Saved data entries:
______
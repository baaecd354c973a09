//! Player, team, kill-feed and equipment records.

use serde::Serialize;

use crate::{ActorId, ChannelId, Cosmetics, FVector, WorldSeconds};

/// Assembled state for one player, keyed by the player's state channel.
#[derive(Debug, Clone, Default, PartialEq, Serialize)]
pub struct PlayerRecord {
    /// State channel this record was materialized on.
    pub channel: ChannelId,
    pub id: Option<i32>,
    pub epic_id: Option<String>,
    pub bot_id: Option<String>,
    pub is_bot: Option<bool>,
    pub streamer_mode_name: Option<String>,
    pub level: Option<i32>,
    pub platform: Option<String>,
    pub is_game_session_owner: Option<bool>,
    pub has_finished_loading: Option<bool>,
    pub has_started_playing: Option<bool>,
    pub has_thanked_bus_driver: Option<bool>,
    pub is_using_streamer_mode: Option<bool>,
    pub is_using_anonymous_mode: Option<bool>,
    pub has_ever_skydived_from_bus: Option<bool>,
    pub has_ever_skydived_from_bus_and_landed: Option<bool>,
    pub disconnected: Option<bool>,
    /// Only the recording client replicates a non-zero ping.
    pub is_replay_owner: bool,
    pub is_party_leader: bool,
    pub team_index: Option<i32>,
    pub placement: Option<i32>,
    pub kills: Option<i32>,
    pub team_kills: Option<i32>,
    /// Monotonically non-decreasing.
    pub reboot_counter: u32,
    pub death_cause: Option<i32>,
    pub death_circumstance: Option<i32>,
    pub death_location: Option<FVector>,
    pub death_tags: Option<Vec<String>>,
    pub death_time: Option<WorldSeconds>,
    /// Actor of the weapon currently held by the player's pawn.
    pub current_weapon: Option<ActorId>,
    pub inventory_id: Option<ChannelId>,
    pub health: Option<f32>,
    pub shield: Option<f32>,
    pub cosmetics: Cosmetics,
}

impl PlayerRecord {
    pub fn new(channel: ChannelId) -> Self {
        Self {
            channel,
            ..Default::default()
        }
    }

    /// Bots are named by their bot id, humans by their account id.
    pub fn player_name(&self) -> Option<&str> {
        if self.is_bot == Some(true) {
            self.bot_id.as_deref()
        } else {
            self.epic_id.as_deref()
        }
    }
}

/// Team aggregate derived from player records.
#[derive(Debug, Clone, Default, PartialEq, Serialize)]
pub struct TeamRecord {
    pub team_index: i32,
    pub player_ids: Vec<i32>,
    /// Parallel to `player_ids`.
    pub player_names: Vec<String>,
    pub placement: Option<i32>,
    pub team_kills: Option<i32>,
    pub party_owner_id: Option<i32>,
}

/// One knock, elimination or revive transition.
#[derive(Debug, Clone, Default, PartialEq, Serialize)]
pub struct KillFeedEntry {
    pub world_time: Option<WorldSeconds>,
    pub player_id: Option<i32>,
    pub player_name: Option<String>,
    pub player_is_bot: bool,
    pub finisher_or_downer: Option<i32>,
    pub finisher_or_downer_name: Option<String>,
    pub finisher_or_downer_is_bot: bool,
    pub is_downed: bool,
    pub is_revived: bool,
    pub distance: Option<f32>,
    pub death_cause: Option<i32>,
    pub death_circumstance: Option<i32>,
    pub death_location: Option<FVector>,
    pub death_tags: Option<Vec<String>>,
}

/// Weapon aggregate, keyed by the weapon actor's channel.
#[derive(Debug, Clone, Default, PartialEq, Serialize)]
pub struct WeaponRecord {
    pub channel: ChannelId,
    pub weapon_name: Option<String>,
    pub weapon_level: Option<i32>,
    pub ammo_count: Option<i32>,
    pub is_equipping: Option<bool>,
    pub is_reloading: Option<bool>,
    pub last_fire_time: Option<f32>,
    /// Item guid parts.
    pub a: Option<u32>,
    pub b: Option<u32>,
    pub c: Option<u32>,
    pub d: Option<u32>,
}

/// Inventory aggregate, keyed by the inventory actor's channel.
#[derive(Debug, Clone, Default, PartialEq, Serialize)]
pub struct InventoryRecord {
    pub channel: ChannelId,
    pub replay_pawn: Option<ActorId>,
    pub player_id: Option<i32>,
    pub player_name: Option<String>,
    pub items: Vec<InventoryItem>,
}

#[derive(Debug, Clone, Default, PartialEq, Serialize)]
pub struct InventoryItem {
    pub count: Option<i32>,
    pub item_definition: Option<String>,
    pub order_index: Option<i32>,
    pub durability: Option<f32>,
    pub level: Option<i32>,
    pub loaded_ammo: Option<i32>,
    pub a: Option<u32>,
    pub b: Option<u32>,
    pub c: Option<u32>,
    pub d: Option<u32>,
}

#[cfg(test)]
mod tests {
    use super::*;

    #[test]
    fn test_player_name_prefers_bot_id_for_bots() {
        let mut player = PlayerRecord::new(3);
        player.epic_id = Some("epic".to_string());
        player.bot_id = Some("bot".to_string());
        assert_eq!(player.player_name(), Some("epic"));

        player.is_bot = Some(true);
        assert_eq!(player.player_name(), Some("bot"));
    }
}
//! Stormline Wire Codec
//!
//! Bit-exact decoding of the replication capture's primitive encodings and the
//! hand-off type through which the external replication framework delivers
//! decoded property bundles.
//!
//! # Encodings
//!
//! - **Adaptive integers**: `read_int(max)` consumes a content-dependent
//!   number of bits.
//! - **Packed integers**: up to five 7-bit groups, least-significant first.
//! - **Quantized vectors**: a bit-width selector followed by three biased axes.
//! - **Length-prefixed strings**: signed length selects UTF-16LE or
//!   single-byte text.
//!
//! Bits within a byte are read least-significant first. Multi-byte integers
//! are little-endian.

#![deny(unsafe_code)]

mod bit_reader;

use stormline_model::FieldValue;
use thiserror::Error;

pub use bit_reader::{BitReader, SeekOrigin};

// ============================================================================
// Errors
// ============================================================================

/// Malformed or truncated input.
#[derive(Debug, Clone, PartialEq, Eq, Error)]
pub enum WireError {
    #[error("read of {bits} bits at position {position} exceeds length {len}")]
    OutOfRange {
        position: usize,
        bits: usize,
        len: usize,
    },

    #[error("seek by {offset} from {origin:?} leaves the range [0, {len}]")]
    SeekOutOfRange {
        offset: usize,
        origin: SeekOrigin,
        len: usize,
    },

    #[error("invalid length prefix {0}")]
    InvalidLength(i64),

    #[error("packed vector with selector {bits} and scale {scale} cannot be decoded")]
    InvalidPackedVector { bits: u32, scale: i32 },

    #[error("bit length {bit_len} exceeds the {available} bits of backing data")]
    BitLengthExceedsData { bit_len: usize, available: usize },
}

pub type Result<T> = std::result::Result<T, WireError>;

// ============================================================================
// Field Groups
// ============================================================================

/// One decoded property bundle for a single actor, as delivered by the
/// replication framework.
///
/// `path` is the replicated type path the bundle was exported under. Fields
/// keep their arrival order; a bundle only carries the properties that changed.
#[derive(Debug, Clone, Default, PartialEq)]
pub struct NetFieldGroup {
    pub path: String,
    pub fields: Vec<(String, FieldValue)>,
}

impl NetFieldGroup {
    pub fn new(path: impl Into<String>) -> Self {
        Self {
            path: path.into(),
            fields: Vec::new(),
        }
    }

    /// Builder-style append, mostly for fixtures.
    pub fn with(mut self, name: impl Into<String>, value: FieldValue) -> Self {
        self.fields.push((name.into(), value));
        self
    }

    /// First value delivered under `name`.
    pub fn get(&self, name: &str) -> Option<&FieldValue> {
        self.fields
            .iter()
            .find(|(field, _)| field == name)
            .map(|(_, value)| value)
    }

    pub fn is_empty(&self) -> bool {
        self.fields.is_empty()
    }
}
______
» Task directions: Please give the data again in full, exactly as written.

» Exercise solution:
repository baaecd354c973a09
//! Player, team, kill-feed and equipment records.

use serde::Serialize;

use crate::{ActorId, ChannelId, Cosmetics, FVector, WorldSeconds};

/// Assembled state for one player, keyed by the player's state channel.
#[derive(Debug, Clone, Default, PartialEq, Serialize)]
pub struct PlayerRecord {
    /// State channel this record was materialized on.
    pub channel: ChannelId,
    pub id: Option<i32>,
    pub epic_id: Option<String>,
    pub bot_id: Option<String>,
    pub is_bot: Option<bool>,
    pub streamer_mode_name: Option<String>,
    pub level: Option<i32>,
    pub platform: Option<String>,
    pub is_game_session_owner: Option<bool>,
    pub has_finished_loading: Option<bool>,
    pub has_started_playing: Option<bool>,
    pub has_thanked_bus_driver: Option<bool>,
    pub is_using_streamer_mode: Option<bool>,
    pub is_using_anonymous_mode: Option<bool>,
    pub has_ever_skydived_from_bus: Option<bool>,
    pub has_ever_skydived_from_bus_and_landed: Option<bool>,
    pub disconnected: Option<bool>,
    /// Only the recording client replicates a non-zero ping.
    pub is_replay_owner: bool,
    pub is_party_leader: bool,
    pub team_index: Option<i32>,
    pub placement: Option<i32>,
    pub kills: Option<i32>,
    pub team_kills: Option<i32>,
    /// Monotonically non-decreasing.
    pub reboot_counter: u32,
    pub death_cause: Option<i32>,
    pub death_circumstance: Option<i32>,
    pub death_location: Option<FVector>,
    pub death_tags: Option<Vec<String>>,
    pub death_time: Option<WorldSeconds>,
    /// Actor of the weapon currently held by the player's pawn.
    pub current_weapon: Option<ActorId>,
    pub inventory_id: Option<ChannelId>,
    pub health: Option<f32>,
    pub shield: Option<f32>,
    pub cosmetics: Cosmetics,
}

impl PlayerRecord {
    pub fn new(channel: ChannelId) -> Self {
        Self {
            channel,
            ..Default::default()
        }
    }

    /// Bots are named by their bot id, humans by their account id.
    pub fn player_name(&self) -> Option<&str> {
        if self.is_bot == Some(true) {
            self.bot_id.as_deref()
        } else {
            self.epic_id.as_deref()
        }
    }
}

/// Team aggregate derived from player records.
#[derive(Debug, Clone, Default, PartialEq, Serialize)]
pub struct TeamRecord {
    pub team_index: i32,
    pub player_ids: Vec<i32>,
    /// Parallel to `player_ids`.
    pub player_names: Vec<String>,
    pub placement: Option<i32>,
    pub team_kills: Option<i32>,
    pub party_owner_id: Option<i32>,
}

/// One knock, elimination or revive transition.
#[derive(Debug, Clone, Default, PartialEq, Serialize)]
pub struct KillFeedEntry {
    pub world_time: Option<WorldSeconds>,
    pub player_id: Option<i32>,
    pub player_name: Option<String>,
    pub player_is_bot: bool,
    pub finisher_or_downer: Option<i32>,
    pub finisher_or_downer_name: Option<String>,
    pub finisher_or_downer_is_bot: bool,
    pub is_downed: bool,
    pub is_revived: bool,
    pub distance: Option<f32>,
    pub death_cause: Option<i32>,
    pub death_circumstance: Option<i32>,
    pub death_location: Option<FVector>,
    pub death_tags: Option<Vec<String>>,
}

/// Weapon aggregate, keyed by the weapon actor's channel.
#[derive(Debug, Clone, Default, PartialEq, Serialize)]
pub struct WeaponRecord {
    pub channel: ChannelId,
    pub weapon_name: Option<String>,
    pub weapon_level: Option<i32>,
    pub ammo_count: Option<i32>,
    pub is_equipping: Option<bool>,
    pub is_reloading: Option<bool>,
    pub last_fire_time: Option<f32>,
    /// Item guid parts.
    pub a: Option<u32>,
    pub b: Option<u32>,
    pub c: Option<u32>,
    pub d: Option<u32>,
}

/// Inventory aggregate, keyed by the inventory actor's channel.
#[derive(Debug, Clone, Default, PartialEq, Serialize)]
pub struct InventoryRecord {
    pub channel: ChannelId,
    pub replay_pawn: Option<ActorId>,
    pub player_id: Option<i32>,
    pub player_name: Option<String>,
    pub items: Vec<InventoryItem>,
}

#[derive(Debug, Clone, Default, PartialEq, Serialize)]
pub struct InventoryItem {
    pub count: Option<i32>,
    pub item_definition: Option<String>,
    pub order_index: Option<i32>,
    pub durability: Option<f32>,
    pub level: Option<i32>,
    pub loaded_ammo: Option<i32>,
    pub a: Option<u32>,
    pub b: Option<u32>,
    pub c: Option<u32>,
    pub d: Option<u32>,
}

#[cfg(test)]
mod tests {
    use super::*;

    #[test]
    fn test_player_name_prefers_bot_id_for_bots() {
        let mut player = PlayerRecord::new(3);
        player.epic_id = Some("epic".to_string());
        player.bot_id = Some("bot".to_string());
        assert_eq!(player.player_name(), Some("epic"));

        player.is_bot = Some(true);
        assert_eq!(player.player_name(), Some("bot"));
    }
}
//! Stormline Wire Codec
//!
//! Bit-exact decoding of the replication capture's primitive encodings and the
//! hand-off type through which the external replication framework delivers
//! decoded property bundles.
//!
//! # Encodings
//!
//! - **Adaptive integers**: `read_int(max)` consumes a content-dependent
//!   number of bits.
//! - **Packed integers**: up to five 7-bit groups, least-significant first.
//! - **Quantized vectors**: a bit-width selector followed by three biased axes.
//! - **Length-prefixed strings**: signed length selects UTF-16LE or
//!   single-byte text.
//!
//! Bits within a byte are read least-significant first. Multi-byte integers
//! are little-endian.

#![deny(unsafe_code)]

mod bit_reader;

use stormline_model::FieldValue;
use thiserror::Error;

pub use bit_reader::{BitReader, SeekOrigin};

// ============================================================================
// Errors
// ============================================================================

/// Malformed or truncated input.
#[derive(Debug, Clone, PartialEq, Eq, Error)]
pub enum WireError {
    #[error("read of {bits} bits at position {position} exceeds length {len}")]
    OutOfRange {
        position: usize,
        bits: usize,
        len: usize,
    },

    #[error("seek by {offset} from {origin:?} leaves the range [0, {len}]")]
    SeekOutOfRange {
        offset: usize,
        origin: SeekOrigin,
        len: usize,
    },

    #[error("invalid length prefix {0}")]
    InvalidLength(i64),

    #[error("packed vector with selector {bits} and scale {scale} cannot be decoded")]
    InvalidPackedVector { bits: u32, scale: i32 },

    #[error("bit length {bit_len} exceeds the {available} bits of backing data")]
    BitLengthExceedsData { bit_len: usize, available: usize },
}

pub type Result<T> = std::result::Result<T, WireError>;

// ============================================================================
// Field Groups
// ============================================================================

/// One decoded property bundle for a single actor, as delivered by the
/// replication framework.
///
/// `path` is the replicated type path the bundle was exported under. Fields
/// keep their arrival order; a bundle only carries the properties that changed.
#[derive(Debug, Clone, Default, PartialEq)]
pub struct NetFieldGroup {
    pub path: String,
    pub fields: Vec<(String, FieldValue)>,
}

impl NetFieldGroup {
    pub fn new(path: impl Into<String>) -> Self {
        Self {
            path: path.into(),
            fields: Vec::new(),
        }
    }

    /// Builder-style append, mostly for fixtures.
    pub fn with(mut self, name: impl Into<String>, value: FieldValue) -> Self {
        self.fields.push((name.into(), value));
        self
    }

    /// First value delivered under `name`.
    pub fn get(&self, name: &str) -> Option<&FieldValue> {
        self.fields
            .iter()
            .find(|(field, _)| field == name)
            .map(|(_, value)| value)
    }

    pub fn is_empty(&self) -> bool {
        self.fields.is_empty()
    }
}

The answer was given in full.